● **Exercise goal**
Collect every line in the records below that contains the word "ECONNRESET".
----
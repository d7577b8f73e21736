//! Error types for the loop and its algorithms.
//!
//! OS failures are values, not panics: every fallible operation completes its
//! receiver through the error channel with an [`OsError`] drawn from a closed
//! enumeration ([`OsErrc`]) isomorphic to the POSIX and `getaddrinfo` error
//! sets. Panics raised by user-supplied closures are caught at the boundary
//! and surface as [`Error::Panic`]; they never unwind through the event loop.

use core::fmt;
use std::any::Any;
use std::io;

/// Closed enumeration of OS-level error conditions.
///
/// The variants mirror the POSIX `errno` names plus the `getaddrinfo`
/// (`Ai*`) family. [`OsErrc::EndOfFile`] is the stream end-of-input
/// condition reported by read operations.
#[derive(Debug, Clone, Copy, PartialEq, Eq, Hash)]
#[non_exhaustive]
pub enum OsErrc {
    // === getaddrinfo ===
    /// Address family for node not supported (`EAI_ADDRFAMILY`).
    AiAddressFamilyNotSupported,
    /// Bad `ai_flags` value (`EAI_BADFLAGS`).
    AiBadFlags,
    /// Unknown node or service (`EAI_NONAME`).
    AiBadNode,
    /// Argument buffer overflow (`EAI_OVERFLOW`).
    AiBufferTooSmall,
    /// Non-recoverable resolution failure (`EAI_FAIL`).
    AiFailure,
    /// Family not supported for the requested node (`EAI_FAMILY`).
    AiFamilyNotSupported,
    /// Out of memory during resolution (`EAI_MEMORY`).
    AiNotEnoughMemory,
    /// No address associated with the node (`EAI_NODATA`).
    AiNoAddress,
    /// Resolution request was cancelled (`EAI_CANCELED`).
    AiRequestCancelled,
    /// Service not available for socket type (`EAI_SERVICE`).
    AiServiceNotAvailable,
    /// Socket type not supported (`EAI_SOCKTYPE`).
    AiSocketTypeNotSupported,
    /// Temporary resolution failure (`EAI_AGAIN`).
    AiTemporaryFailure,

    // === POSIX ===
    /// Address family not supported (`EAFNOSUPPORT`).
    AddressFamilyNotSupported,
    /// Address already in use (`EADDRINUSE`).
    AddressInUse,
    /// Address not available (`EADDRNOTAVAIL`).
    AddressNotAvailable,
    /// Socket is already connected (`EISCONN`).
    AlreadyConnected,
    /// Argument list too long (`E2BIG`).
    ArgumentListTooLong,
    /// Bad address (`EFAULT`).
    BadAddress,
    /// Bad file descriptor (`EBADF`).
    BadFileDescriptor,
    /// Broken pipe (`EPIPE`).
    BrokenPipe,
    /// Connection aborted (`ECONNABORTED`).
    ConnectionAborted,
    /// Connection already in progress (`EALREADY`).
    ConnectionAlreadyInProgress,
    /// Connection refused (`ECONNREFUSED`).
    ConnectionRefused,
    /// Connection reset by peer (`ECONNRESET`).
    ConnectionReset,
    /// Destination address required (`EDESTADDRREQ`).
    DestinationAddressRequired,
    /// Device or resource busy (`EBUSY`).
    DeviceOrResourceBusy,
    /// End of stream input.
    EndOfFile,
    /// File exists (`EEXIST`).
    FileExists,
    /// Host unreachable (`EHOSTUNREACH`).
    HostUnreachable,
    /// Interrupted system call (`EINTR`).
    Interrupted,
    /// Invalid argument (`EINVAL`).
    InvalidArgument,
    /// I/O error (`EIO`).
    IoError,
    /// Message too large (`EMSGSIZE`).
    MessageSize,
    /// Network is down (`ENETDOWN`).
    NetworkDown,
    /// Network unreachable (`ENETUNREACH`).
    NetworkUnreachable,
    /// No buffer space available (`ENOBUFS`).
    NoBufferSpace,
    /// No such device (`ENODEV`).
    NoSuchDevice,
    /// No such file or directory (`ENOENT`).
    NoSuchFileOrDirectory,
    /// Not a socket (`ENOTSOCK`).
    NotASocket,
    /// Socket is not connected (`ENOTCONN`).
    NotConnected,
    /// Out of memory (`ENOMEM`).
    NotEnoughMemory,
    /// Operation not supported (`ENOTSUP`).
    NotSupported,
    /// Operation cancelled (`ECANCELED`).
    OperationCanceled,
    /// Operation not permitted (`EPERM`).
    OperationNotPermitted,
    /// Permission denied (`EACCES`).
    PermissionDenied,
    /// Protocol error (`EPROTO`).
    ProtocolError,
    /// Protocol not supported (`EPROTONOSUPPORT`).
    ProtocolNotSupported,
    /// Resource temporarily unavailable (`EAGAIN`).
    ResourceUnavailableTryAgain,
    /// Result out of range (`ERANGE`).
    ResultOutOfRange,
    /// Socket type not supported (`ESOCKTNOSUPPORT`).
    SocketTypeNotSupported,
    /// Connection timed out (`ETIMEDOUT`).
    TimedOut,
    /// Too many open files (`EMFILE`).
    TooManyFilesOpen,
    /// Too many open files in system (`ENFILE`).
    TooManyFilesOpenInSystem,
    /// Transport endpoint already shut down (`ESHUTDOWN`).
    TransportEndpointShutdown,
    /// Wrong protocol type for socket (`EPROTOTYPE`).
    WrongProtocolType,
    /// Unrecognized error code.
    Unknown,
}

impl OsErrc {
    /// Maps a raw `errno` value onto the enumeration.
    #[must_use]
    pub fn from_raw(code: i32) -> Self {
        match code {
            libc::EAFNOSUPPORT => Self::AddressFamilyNotSupported,
            libc::EADDRINUSE => Self::AddressInUse,
            libc::EADDRNOTAVAIL => Self::AddressNotAvailable,
            libc::EISCONN => Self::AlreadyConnected,
            libc::E2BIG => Self::ArgumentListTooLong,
            libc::EFAULT => Self::BadAddress,
            libc::EBADF => Self::BadFileDescriptor,
            libc::EPIPE => Self::BrokenPipe,
            libc::ECONNABORTED => Self::ConnectionAborted,
            libc::EALREADY => Self::ConnectionAlreadyInProgress,
            libc::ECONNREFUSED => Self::ConnectionRefused,
            libc::ECONNRESET => Self::ConnectionReset,
            libc::EDESTADDRREQ => Self::DestinationAddressRequired,
            libc::EBUSY => Self::DeviceOrResourceBusy,
            libc::EEXIST => Self::FileExists,
            libc::EHOSTUNREACH => Self::HostUnreachable,
            libc::EINTR => Self::Interrupted,
            libc::EINVAL => Self::InvalidArgument,
            libc::EIO => Self::IoError,
            libc::EMSGSIZE => Self::MessageSize,
            libc::ENETDOWN => Self::NetworkDown,
            libc::ENETUNREACH => Self::NetworkUnreachable,
            libc::ENOBUFS => Self::NoBufferSpace,
            libc::ENODEV => Self::NoSuchDevice,
            libc::ENOENT => Self::NoSuchFileOrDirectory,
            libc::ENOTSOCK => Self::NotASocket,
            libc::ENOTCONN => Self::NotConnected,
            libc::ENOMEM => Self::NotEnoughMemory,
            libc::ENOTSUP => Self::NotSupported,
            libc::ECANCELED => Self::OperationCanceled,
            libc::EPERM => Self::OperationNotPermitted,
            libc::EACCES => Self::PermissionDenied,
            libc::EPROTO => Self::ProtocolError,
            libc::EPROTONOSUPPORT => Self::ProtocolNotSupported,
            libc::EAGAIN => Self::ResourceUnavailableTryAgain,
            libc::ERANGE => Self::ResultOutOfRange,
            libc::ESOCKTNOSUPPORT => Self::SocketTypeNotSupported,
            libc::ETIMEDOUT => Self::TimedOut,
            libc::EMFILE => Self::TooManyFilesOpen,
            libc::ENFILE => Self::TooManyFilesOpenInSystem,
            libc::ESHUTDOWN => Self::TransportEndpointShutdown,
            libc::EPROTOTYPE => Self::WrongProtocolType,
            _ => Self::Unknown,
        }
    }

    /// Human-readable message for the condition.
    #[must_use]
    pub fn message(self) -> &'static str {
        match self {
            Self::AiAddressFamilyNotSupported => "address family for node not supported",
            Self::AiBadFlags => "bad ai_flags value",
            Self::AiBadNode => "unknown node or service",
            Self::AiBufferTooSmall => "argument buffer overflow",
            Self::AiFailure => "permanent failure in name resolution",
            Self::AiFamilyNotSupported => "ai_family not supported",
            Self::AiNotEnoughMemory => "out of memory during resolution",
            Self::AiNoAddress => "no address associated with node",
            Self::AiRequestCancelled => "resolution request cancelled",
            Self::AiServiceNotAvailable => "service not available for socket type",
            Self::AiSocketTypeNotSupported => "ai_socktype not supported",
            Self::AiTemporaryFailure => "temporary failure in name resolution",
            Self::AddressFamilyNotSupported => "address family not supported",
            Self::AddressInUse => "address already in use",
            Self::AddressNotAvailable => "address not available",
            Self::AlreadyConnected => "socket is already connected",
            Self::ArgumentListTooLong => "argument list too long",
            Self::BadAddress => "bad address in system call argument",
            Self::BadFileDescriptor => "bad file descriptor",
            Self::BrokenPipe => "broken pipe",
            Self::ConnectionAborted => "software caused connection abort",
            Self::ConnectionAlreadyInProgress => "connection already in progress",
            Self::ConnectionRefused => "connection refused",
            Self::ConnectionReset => "connection reset by peer",
            Self::DestinationAddressRequired => "destination address required",
            Self::DeviceOrResourceBusy => "resource busy or locked",
            Self::EndOfFile => "end of file",
            Self::FileExists => "file already exists",
            Self::HostUnreachable => "host is unreachable",
            Self::Interrupted => "interrupted system call",
            Self::InvalidArgument => "invalid argument",
            Self::IoError => "i/o error",
            Self::MessageSize => "message too long",
            Self::NetworkDown => "network is down",
            Self::NetworkUnreachable => "network is unreachable",
            Self::NoBufferSpace => "no buffer space available",
            Self::NoSuchDevice => "no such device",
            Self::NoSuchFileOrDirectory => "no such file or directory",
            Self::NotASocket => "socket operation on non-socket",
            Self::NotConnected => "socket is not connected",
            Self::NotEnoughMemory => "not enough memory",
            Self::NotSupported => "operation not supported",
            Self::OperationCanceled => "operation canceled",
            Self::OperationNotPermitted => "operation not permitted",
            Self::PermissionDenied => "permission denied",
            Self::ProtocolError => "protocol error",
            Self::ProtocolNotSupported => "protocol not supported",
            Self::ResourceUnavailableTryAgain => "resource temporarily unavailable",
            Self::ResultOutOfRange => "result too large",
            Self::SocketTypeNotSupported => "socket type not supported",
            Self::TimedOut => "connection timed out",
            Self::TooManyFilesOpen => "too many open files",
            Self::TooManyFilesOpenInSystem => "too many open files in system",
            Self::TransportEndpointShutdown => "cannot send after transport endpoint shutdown",
            Self::WrongProtocolType => "protocol wrong type for socket",
            Self::Unknown => "unknown error",
        }
    }
}

/// An OS error: a closed condition plus the raw code it was mapped from.
#[derive(Debug, Clone, Copy, PartialEq, Eq)]
pub struct OsError {
    errc: OsErrc,
    code: i32,
}

impl OsError {
    /// Creates an error from a condition with a synthesized raw code.
    #[must_use]
    pub fn new(errc: OsErrc) -> Self {
        Self { errc, code: -1 }
    }

    /// Creates an error from a raw `errno` value.
    #[must_use]
    pub fn from_raw(code: i32) -> Self {
        Self {
            errc: OsErrc::from_raw(code),
            code,
        }
    }

    /// Maps an [`io::Error`] coming back from a system call.
    #[must_use]
    pub fn from_io(err: &io::Error) -> Self {
        match err.raw_os_error() {
            Some(code) => Self::from_raw(code),
            None => match err.kind() {
                io::ErrorKind::UnexpectedEof => Self::new(OsErrc::EndOfFile),
                io::ErrorKind::TimedOut => Self::new(OsErrc::TimedOut),
                _ => Self::new(OsErrc::Unknown),
            },
        }
    }

    /// The closed condition.
    #[must_use]
    pub fn errc(&self) -> OsErrc {
        self.errc
    }

    /// The integer code the condition was mapped from.
    #[must_use]
    pub fn code(&self) -> i32 {
        self.code
    }
}

impl fmt::Display for OsError {
    fn fmt(&self, f: &mut fmt::Formatter<'_>) -> fmt::Result {
        write!(f, "{}", self.errc.message())
    }
}

impl std::error::Error for OsError {}

impl From<OsErrc> for OsError {
    fn from(errc: OsErrc) -> Self {
        Self::new(errc)
    }
}

/// Captured payload of a panic raised inside a user-supplied closure.
///
/// Only the message survives the capture; the payload itself is consumed so
/// the type stays cloneable and printable.
#[derive(Debug, Clone, PartialEq, Eq)]
pub struct PanicPayload {
    message: String,
}

impl PanicPayload {
    /// Captures a payload produced by `catch_unwind`.
    #[must_use]
    pub fn from_any(payload: Box<dyn Any + Send>) -> Self {
        let message = if let Some(s) = payload.downcast_ref::<&'static str>() {
            (*s).to_string()
        } else if let Some(s) = payload.downcast_ref::<String>() {
            s.clone()
        } else {
            "panic with non-string payload".to_string()
        };
        Self { message }
    }

    /// The captured panic message.
    #[must_use]
    pub fn message(&self) -> &str {
        &self.message
    }
}

impl fmt::Display for PanicPayload {
    fn fmt(&self, f: &mut fmt::Formatter<'_>) -> fmt::Result {
        write!(f, "{}", self.message)
    }
}

/// Error channel payload of a sender completion.
#[derive(Debug, Clone, thiserror::Error)]
pub enum Error {
    /// An OS operation failed.
    #[error(transparent)]
    Os(#[from] OsError),
    /// A user-supplied closure panicked.
    #[error("user closure panicked: {0}")]
    Panic(PanicPayload),
}

impl Error {
    /// Shorthand for an OS error built from a condition.
    #[must_use]
    pub fn os(errc: OsErrc) -> Self {
        Self::Os(OsError::new(errc))
    }

    /// Returns the OS error if this is one.
    #[must_use]
    pub fn as_os(&self) -> Option<OsError> {
        match self {
            Self::Os(e) => Some(*e),
            Self::Panic(_) => None,
        }
    }
}

impl From<OsErrc> for Error {
    fn from(errc: OsErrc) -> Self {
        Self::os(errc)
    }
}

#[cfg(test)]
mod tests {
    use super::*;

    #[test]
    fn raw_mapping_round_trips_known_codes() {
        let e = OsError::from_raw(libc::EADDRINUSE);
        assert_eq!(e.errc(), OsErrc::AddressInUse);
        assert_eq!(e.code(), libc::EADDRINUSE);
        assert_eq!(e.to_string(), "address already in use");
    }

    #[test]
    fn unknown_codes_do_not_panic() {
        let e = OsError::from_raw(999_999);
        assert_eq!(e.errc(), OsErrc::Unknown);
    }

    #[test]
    fn io_error_without_raw_code_maps_eof() {
        let io = io::Error::new(io::ErrorKind::UnexpectedEof, "eof");
        assert_eq!(OsError::from_io(&io).errc(), OsErrc::EndOfFile);
    }

    #[test]
    fn panic_payload_keeps_message() {
        let p = PanicPayload::from_any(Box::new("boom"));
        assert_eq!(p.message(), "boom");
        let p = PanicPayload::from_any(Box::new(String::from("again")));
        assert_eq!(p.message(), "again");
    }
}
----
● **Exercise result**
    /// Connection reset by peer (`ECONNRESET`).
            libc::ECONNRESET => Self::ConnectionReset,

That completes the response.